I wonder if he will remember me, should I attend the Party conference in the autumn and bump into him again.
Probably not.
It was an interesting and rewarding experience and one which raised the hairs on the back of my neck, even despite the fact that as a journalist I have been used to meeting leaders of the different political parties, as well as Ministers, celebrities, sporting stars, diplomats, and captains of industry, and have been up close with the Queen and members of her Royal family, including the late Princess Diana.
David Cameron’s visit to Taunton brought home how important to the future of this country is the need for Conservatives to form the next administration at County Hall.
If the electorate go out to vote in the Somerset County Council elections on June 4 and throw their support behind the Conservatives in large enough numbers, it will surely hasten the next General Election.
In turn, this will see David Cameron installed in No 10 as Prime Minister, and he will change the course which this country has been taking under Gordon Brown.
Labour have shown their ineptness at running the country and have plunged us headlong into economic chaos the like of which we have not seen since the war.
David Cameron now needs to get into Government as quickly as possible to appoint the Conservative Ministers who will turn things around and steer the economy back into calmer waters.

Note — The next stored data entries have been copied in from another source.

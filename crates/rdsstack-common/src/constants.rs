//! System-wide constants and default values.

/// TCP port the MySQL-compatible cluster listens on.
pub const DEFAULT_DB_PORT: u16 = 3306;

/// Port string emitted when the endpoint address carries no port.
pub const DEFAULT_DB_PORT_STR: &str = "3306";

/// Environment variable holding the target account.
pub const ENV_ACCOUNT: &str = "CDK_DEFAULT_ACCOUNT";

/// Environment variable holding the target region.
pub const ENV_REGION: &str = "CDK_DEFAULT_REGION";

/// Environment variable pointing at the instance configuration file.
pub const ENV_CONFIG_FILE: &str = "RDS_CONFIG_FILE";

/// Configuration file used when neither a flag nor the env var is set.
pub const DEFAULT_CONFIG_FILE: &str = "config.json";

/// Context file holding cached lookup results.
pub const DEFAULT_CONTEXT_FILE: &str = "cdk.context.json";

/// Output directory for the synthesized cloud assembly.
pub const DEFAULT_OUTDIR: &str = "cdk.out";

/// Name prefix shared by every construct of the basic stack.
pub const BASIC_NAME_PREFIX: &str = "AcornRdsCluster";

/// Stack name of the basic program.
pub const BASIC_STACK_NAME: &str = "bill";

/// VPC the basic program deploys into.
pub const BASIC_VPC_ID: &str = "vpc-0a95e30e5c79ce188";

/// Admin username of the basic program.
pub const BASIC_ADMIN_USERNAME: &str = "clusteradmin";

/// Tag key marking resources owned by the basic stack.
pub const BASIC_OWNER_TAG: &str = "AcornSVC";

/// Stack name of the serverless-v2 program.
pub const SERVERLESS_V2_STACK_NAME: &str = "Stack";

/// Idle minutes before the basic cluster pauses.
pub const AUTO_PAUSE_MINUTES: u64 = 10;

/// Lower capacity bound (ACUs) forced onto the serverless-v2 cluster.
pub const SERVERLESS_V2_MIN_CAPACITY: f64 = 0.5;

/// Upper capacity bound (ACUs) forced onto the serverless-v2 cluster.
pub const SERVERLESS_V2_MAX_CAPACITY: f64 = 2.0;

/// Binary name for the CLI.
pub const BIN_NAME: &str = "rdsstack";

/// Cloud assembly schema version written to `manifest.json`.
pub const ASSEMBLY_VERSION: &str = "36.0.0";
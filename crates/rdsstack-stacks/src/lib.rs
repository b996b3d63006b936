//! # rdsstack-stacks
//!
//! Database infrastructure assembled on top of `rdsstack-construct`.
//!
//! Handles:
//! - **Network**: VPC lookup, subnet group, and database security group.
//! - **Credentials**: Generated master secret and its cluster attachment.
//! - **Cluster**: Serverless (v1) and provisioned Aurora MySQL clusters.
//! - **Scaling**: Serverless v2 capacity bounds as an aspect.
//! - **Outputs**: Connection outputs derived from the cluster endpoint.
//! - **Programs**: The basic and serverless v2 stacks.

pub mod basic;
pub mod cluster;
pub mod credentials;
pub mod network;
pub mod outputs;
pub mod scaling;
pub mod serverless_v2;

use rdsstack_common::config::Configuration;
use rdsstack_common::error::Result;
use rdsstack_common::types::Tags;
use rdsstack_construct::{ConstructTree, NodeId};

pub use basic::{BasicStack, build_basic_stack};
pub use serverless_v2::{ServerlessV2Stack, build_serverless_v2_stack};

/// The two stack programs.
#[derive(Debug, Clone, Copy, PartialEq, Eq)]
pub enum Variant {
    /// Auto-pausing serverless cluster with fixed settings.
    Basic,
    /// Configurable cluster with a serverless v2 instance.
    ServerlessV2,
}

impl Variant {
    /// Builds the variant's stack into `tree` and returns the stack node.
    ///
    /// # Errors
    ///
    /// Returns an error if construction fails.
    pub fn build(self, tree: &mut ConstructTree, config: &Configuration, global_tags: &Tags) -> Result<NodeId> {
        match self {
            Self::Basic => build_basic_stack(tree, config, global_tags).map(|s| s.stack),
            Self::ServerlessV2 => build_serverless_v2_stack(tree, config, global_tags).map(|s| s.stack),
        }
    }
}
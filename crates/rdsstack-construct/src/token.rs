//! Deferred values.
//!
//! A [`Value`] is either a literal or a reference to an attribute of a
//! resource that only exists once deployed. References can travel through
//! plain strings: [`Value::to_token_string`] encodes them as
//! `${Token[<node>.<attribute>]}` and [`Value::parse`] turns such a string
//! back into a value, so string manipulation on endpoints keeps working.

use crate::tree::NodeId;

const TOKEN_PREFIX: &str = "${Token[";
const TOKEN_SUFFIX: &str = "]}";
const REF_ATTRIBUTE: &str = "Ref";

/// A literal or a reference resolved at deploy time.
#[derive(Debug, Clone, PartialEq, Eq)]
pub enum Value {
    /// A plain string.
    Literal(String),
    /// `Ref` of a resource.
    Ref(NodeId),
    /// `Fn::GetAtt` of a resource attribute.
    GetAtt {
        /// Resource holding the attribute.
        target: NodeId,
        /// Attribute name, e.g. `Endpoint.Port`.
        attribute: String,
    },
    /// Concatenation of values.
    Join(Vec<Value>),
}

impl Value {
    /// A literal value.
    #[must_use]
    pub fn literal(s: impl Into<String>) -> Self {
        Self::Literal(s.into())
    }

    /// A `Fn::GetAtt` reference.
    #[must_use]
    pub fn get_att(target: NodeId, attribute: impl Into<String>) -> Self {
        Self::GetAtt {
            target,
            attribute: attribute.into(),
        }
    }

    /// Returns `true` unless the value is a plain literal.
    #[must_use]
    pub fn is_unresolved(&self) -> bool {
        match self {
            Self::Literal(_) => false,
            Self::Ref(_) | Self::GetAtt { .. } => true,
            Self::Join(parts) => parts.iter().any(Self::is_unresolved),
        }
    }

    /// Encodes the value as a string with embedded tokens.
    #[must_use]
    pub fn to_token_string(&self) -> String {
        match self {
            Self::Literal(s) => s.clone(),
            Self::Ref(target) => format!("{TOKEN_PREFIX}{target}.{REF_ATTRIBUTE}{TOKEN_SUFFIX}"),
            Self::GetAtt { target, attribute } => {
                format!("{TOKEN_PREFIX}{target}.{attribute}{TOKEN_SUFFIX}")
            }
            Self::Join(parts) => parts.iter().map(Self::to_token_string).collect(),
        }
    }

    /// Decodes a string that may contain tokens.
    ///
    /// Text that looks like a token but does not decode stays literal.
    #[must_use]
    pub fn parse(s: &str) -> Self {
        let mut parts: Vec<Self> = Vec::new();
        let mut literal = String::new();
        let mut rest = s;

        while let Some(start) = rest.find(TOKEN_PREFIX) {
            let body = &rest[start + TOKEN_PREFIX.len()..];
            let decoded = body
                .find(TOKEN_SUFFIX)
                .and_then(|end| decode_token(&body[..end]).map(|v| (v, end)));

            match decoded {
                Some((value, end)) => {
                    literal.push_str(&rest[..start]);
                    if !literal.is_empty() {
                        parts.push(Self::Literal(std::mem::take(&mut literal)));
                    }
                    parts.push(value);
                    rest = &body[end + TOKEN_SUFFIX.len()..];
                }
                None => {
                    literal.push_str(&rest[..start + TOKEN_PREFIX.len()]);
                    rest = body;
                }
            }
        }
        literal.push_str(rest);
        if !literal.is_empty() {
            parts.push(Self::Literal(literal));
        }

        match parts.len() {
            0 => Self::Literal(String::new()),
            1 => parts.remove(0),
            _ => Self::Join(parts),
        }
    }

    /// Collects every resource this value refers to.
    pub fn collect_references(&self, out: &mut Vec<NodeId>) {
        match self {
            Self::Literal(_) => {}
            Self::Ref(target) | Self::GetAtt { target, .. } => out.push(*target),
            Self::Join(parts) => {
                for part in parts {
                    part.collect_references(out);
                }
            }
        }
    }
}

impl From<&str> for Value {
    fn from(s: &str) -> Self {
        Self::Literal(s.into())
    }
}

impl From<String> for Value {
    fn from(s: String) -> Self {
        Self::Literal(s)
    }
}

fn decode_token(body: &str) -> Option<Value> {
    let (index, attribute) = body.split_once('.')?;
    let target = NodeId::from_index(index.parse().ok()?);
    if attribute.is_empty() {
        return None;
    }
    if attribute == REF_ATTRIBUTE {
        Some(Value::Ref(target))
    } else {
        Some(Value::get_att(target, attribute))
    }
}

#[cfg(test)]
mod tests {
    use super::*;

    fn node(i: usize) -> NodeId {
        NodeId::from_index(i)
    }

    #[test]
    fn literal_parses_to_itself() {
        assert_eq!(Value::parse("db.example.com"), Value::literal("db.example.com"));
        assert_eq!(Value::parse(""), Value::literal(""));
    }

    #[test]
    fn single_token_decodes() {
        let v = Value::get_att(node(7), "Endpoint.Port");
        assert_eq!(v.to_token_string(), "${Token[7.Endpoint.Port]}");
        assert_eq!(Value::parse(&v.to_token_string()), v);
    }

    #[test]
    fn ref_token_decodes() {
        let v = Value::Ref(node(3));
        assert_eq!(Value::parse(&v.to_token_string()), v);
    }

    #[test]
    fn mixed_string_becomes_join() {
        let host = Value::get_att(node(4), "Endpoint.Address");
        let port = Value::get_att(node(4), "Endpoint.Port");
        let s = format!("{}:{}", host.to_token_string(), port.to_token_string());

        assert_eq!(
            Value::parse(&s),
            Value::Join(vec![host, Value::literal(":"), port])
        );
    }

    #[test]
    fn token_strings_contain_no_colon() {
        let v = Value::get_att(node(12), "Endpoint.Address");
        assert!(!v.to_token_string().contains(':'));
    }

    #[test]
    fn malformed_token_stays_literal() {
        let s = "${Token[abc.Ref]} and ${Token[1.";
        assert_eq!(Value::parse(s), Value::literal(s));
    }

    #[test]
    fn references_are_collected_through_joins() {
        let v = Value::Join(vec![
            Value::literal("{{resolve:secretsmanager:"),
            Value::Ref(node(2)),
            Value::literal(":SecretString:username::}}"),
        ]);
        let mut refs = Vec::new();
        v.collect_references(&mut refs);
        assert_eq!(refs, vec![node(2)]);
        assert!(v.is_unresolved());
        assert!(!Value::literal("x").is_unresolved());
    }
}
//! The configurable program: a MySQL 8.0 cluster with one serverless v2
//! instance.

use rdsstack_common::config::Configuration;
use rdsstack_common::constants::{DEFAULT_DB_PORT, SERVERLESS_V2_STACK_NAME};
use rdsstack_common::error::Result;
use rdsstack_common::types::{Naming, Tags};
use rdsstack_construct::resources::RemovalPolicy;
use rdsstack_construct::{ConstructTree, NodeId, StackProps};

use crate::cluster::{AuroraMysqlVersion, ClusterEngine, DatabaseCluster, DatabaseClusterProps};
use crate::credentials::Credentials;
use crate::network::{IngressScope, NetworkContext, NetworkOptions, assemble_network};
use crate::outputs::{ConnectionDetails, OutputKeys, OutputSet, emit_outputs};
use crate::scaling::ServerlessV2ScalingAspect;

/// Handles to what [`build_serverless_v2_stack`] created.
#[derive(Debug, Clone)]
pub struct ServerlessV2Stack {
    /// The stack.
    pub stack: NodeId,
    /// VPC, subnet group, and security group.
    pub network: NetworkContext,
    /// The cluster.
    pub cluster: DatabaseCluster,
    /// Connection outputs.
    pub outputs: OutputSet,
}

/// Builds the serverless v2 stack into `tree`.
///
/// Stack tags are `global_tags` overlaid with the configured tags. The
/// template carries no bootstrap version check.
///
/// # Errors
///
/// Returns an error if the VPC lookup or any construct fails.
pub fn build_serverless_v2_stack(
    tree: &mut ConstructTree,
    config: &Configuration,
    global_tags: &Tags,
) -> Result<ServerlessV2Stack> {
    let naming = Naming::unprefixed();
    let tags = global_tags.merged(&config.instance.tags);
    let stack = tree.add_stack(
        SERVERLESS_V2_STACK_NAME,
        StackProps {
            env: config.env.clone(),
            tags,
            description: None,
            generate_bootstrap_version_rule: false,
        },
    )?;

    let network = assemble_network(
        tree,
        stack,
        &naming,
        &NetworkOptions {
            vpc_id: config.instance.vpc_id.clone(),
            port: DEFAULT_DB_PORT,
            ingress: IngressScope::PrivateOnly,
            subnet_group_description: "Private subnets for the database cluster".into(),
            security_group_description: "Database access from private subnets".into(),
        },
    )?;

    let credentials = Credentials::from_generated_secret(config.instance.admin_username.as_str());
    let cluster = DatabaseCluster::new(
        tree,
        stack,
        &naming.item("Cluster"),
        &DatabaseClusterProps {
            engine: ClusterEngine::AuroraMysql(Some(AuroraMysqlVersion::V3_03_0)),
            credentials: &credentials,
            network: &network,
            default_database_name: Some(config.instance.database_name.clone()),
            deletion_protection: config.instance.deletion_protection,
            copy_tags_to_snapshot: true,
            removal_policy: RemovalPolicy::Snapshot,
            instance_type: "serverless".into(),
            instances: 1,
        },
    )?;
    tree.add_aspect(cluster.node, ServerlessV2ScalingAspect::default());

    let outputs = emit_outputs(
        tree,
        stack,
        &OutputKeys::serverless_v2(),
        ConnectionDetails {
            endpoint: &cluster.endpoint,
            username: credentials.username(),
            secret_arn: &cluster.secret_arn(),
        },
    )?;

    tracing::info!(
        stack = SERVERLESS_V2_STACK_NAME,
        environment = %config.env,
        database = %config.instance.database_name,
        "assembled serverless v2 stack"
    );
    Ok(ServerlessV2Stack {
        stack,
        network,
        cluster,
        outputs,
    })
}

And Conservatives need to get into power at County Hall to freeze council tax bills, reduce the county’s debt mountain, save our small schools, mend our roads and pavements, and bring much-needed change to Somerset.
  • The photographs shows (TOP) John Thorne (left) with David Cameron and other county council candidates, and (BELOW) John Thorne (third, right) with David Cameron supporting the Conservatives' pledge to freeze council tax at the county council.